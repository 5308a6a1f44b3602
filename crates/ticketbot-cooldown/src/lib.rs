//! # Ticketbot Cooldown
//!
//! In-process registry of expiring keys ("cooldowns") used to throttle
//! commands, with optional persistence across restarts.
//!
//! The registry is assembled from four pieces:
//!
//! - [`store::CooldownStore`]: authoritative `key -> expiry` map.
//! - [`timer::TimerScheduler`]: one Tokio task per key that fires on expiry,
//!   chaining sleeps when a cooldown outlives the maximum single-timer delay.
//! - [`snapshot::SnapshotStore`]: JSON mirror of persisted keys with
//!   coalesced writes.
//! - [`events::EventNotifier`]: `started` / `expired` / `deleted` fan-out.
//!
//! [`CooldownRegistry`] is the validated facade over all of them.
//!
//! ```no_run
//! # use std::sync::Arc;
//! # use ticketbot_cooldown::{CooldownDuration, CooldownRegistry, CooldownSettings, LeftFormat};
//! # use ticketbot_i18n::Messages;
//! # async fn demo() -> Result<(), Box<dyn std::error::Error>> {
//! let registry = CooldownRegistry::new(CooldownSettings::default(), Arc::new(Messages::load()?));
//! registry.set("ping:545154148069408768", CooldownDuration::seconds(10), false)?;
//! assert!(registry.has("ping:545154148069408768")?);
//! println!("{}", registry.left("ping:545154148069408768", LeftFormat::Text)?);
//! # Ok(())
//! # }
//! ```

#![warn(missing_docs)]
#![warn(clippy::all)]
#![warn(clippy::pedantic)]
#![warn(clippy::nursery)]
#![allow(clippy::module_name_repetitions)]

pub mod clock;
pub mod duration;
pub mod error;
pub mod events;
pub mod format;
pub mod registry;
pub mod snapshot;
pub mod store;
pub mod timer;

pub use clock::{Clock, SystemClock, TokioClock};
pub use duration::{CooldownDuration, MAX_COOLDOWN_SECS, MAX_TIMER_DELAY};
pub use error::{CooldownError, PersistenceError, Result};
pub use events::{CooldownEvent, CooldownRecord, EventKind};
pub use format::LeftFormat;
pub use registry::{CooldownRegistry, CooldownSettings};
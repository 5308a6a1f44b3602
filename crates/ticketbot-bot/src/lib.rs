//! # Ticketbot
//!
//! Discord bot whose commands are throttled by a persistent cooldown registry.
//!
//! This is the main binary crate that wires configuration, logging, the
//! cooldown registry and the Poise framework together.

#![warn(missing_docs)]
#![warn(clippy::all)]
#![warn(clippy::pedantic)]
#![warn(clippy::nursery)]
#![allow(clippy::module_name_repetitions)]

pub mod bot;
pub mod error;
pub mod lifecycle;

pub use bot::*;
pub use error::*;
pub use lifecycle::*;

+--

PROBLEM TO WORK ON:
Each record shown above must be printed once more, exactly.

WRITTEN ANSWER:
repository 5308a6a1f44b3602
filename crates/ticketbot-cooldown/src/lib.rs
//! # Ticketbot Cooldown
//!
//! In-process registry of expiring keys ("cooldowns") used to throttle
//! commands, with optional persistence across restarts.
//!
//! The registry is assembled from four pieces:
//!
//! - [`store::CooldownStore`]: authoritative `key -> expiry` map.
//! - [`timer::TimerScheduler`]: one Tokio task per key that fires on expiry,
//!   chaining sleeps when a cooldown outlives the maximum single-timer delay.
//! - [`snapshot::SnapshotStore`]: JSON mirror of persisted keys with
//!   coalesced writes.
//! - [`events::EventNotifier`]: `started` / `expired` / `deleted` fan-out.
//!
//! [`CooldownRegistry`] is the validated facade over all of them.
//!
//! ```no_run
//! # use std::sync::Arc;
//! # use ticketbot_cooldown::{CooldownDuration, CooldownRegistry, CooldownSettings, LeftFormat};
//! # use ticketbot_i18n::Messages;
//! # async fn demo() -> Result<(), Box<dyn std::error::Error>> {
//! let registry = CooldownRegistry::new(CooldownSettings::default(), Arc::new(Messages::load()?));
//! registry.set("ping:545154148069408768", CooldownDuration::seconds(10), false)?;
//! assert!(registry.has("ping:545154148069408768")?);
//! println!("{}", registry.left("ping:545154148069408768", LeftFormat::Text)?);
//! # Ok(())
//! # }
//! ```

#![warn(missing_docs)]
#![warn(clippy::all)]
#![warn(clippy::pedantic)]
#![warn(clippy::nursery)]
#![allow(clippy::module_name_repetitions)]

pub mod clock;
pub mod duration;
pub mod error;
pub mod events;
pub mod format;
pub mod registry;
pub mod snapshot;
pub mod store;
pub mod timer;

pub use clock::{Clock, SystemClock, TokioClock};
pub use duration::{CooldownDuration, MAX_COOLDOWN_SECS, MAX_TIMER_DELAY};
pub use error::{CooldownError, PersistenceError, Result};
pub use events::{CooldownEvent, CooldownRecord, EventKind};
pub use format::LeftFormat;
pub use registry::{CooldownRegistry, CooldownSettings};
repository 5308a6a1f44b3602
filename crates/ticketbot-bot/src/lib.rs
//! # Ticketbot
//!
//! Discord bot whose commands are throttled by a persistent cooldown registry.
//!
//! This is the main binary crate that wires configuration, logging, the
//! cooldown registry and the Poise framework together.

#![warn(missing_docs)]
#![warn(clippy::all)]
#![warn(clippy::pedantic)]
#![warn(clippy::nursery)]
#![allow(clippy::module_name_repetitions)]

pub mod bot;
pub mod error;
pub mod lifecycle;

pub use bot::*;
pub use error::*;
pub use lifecycle::*;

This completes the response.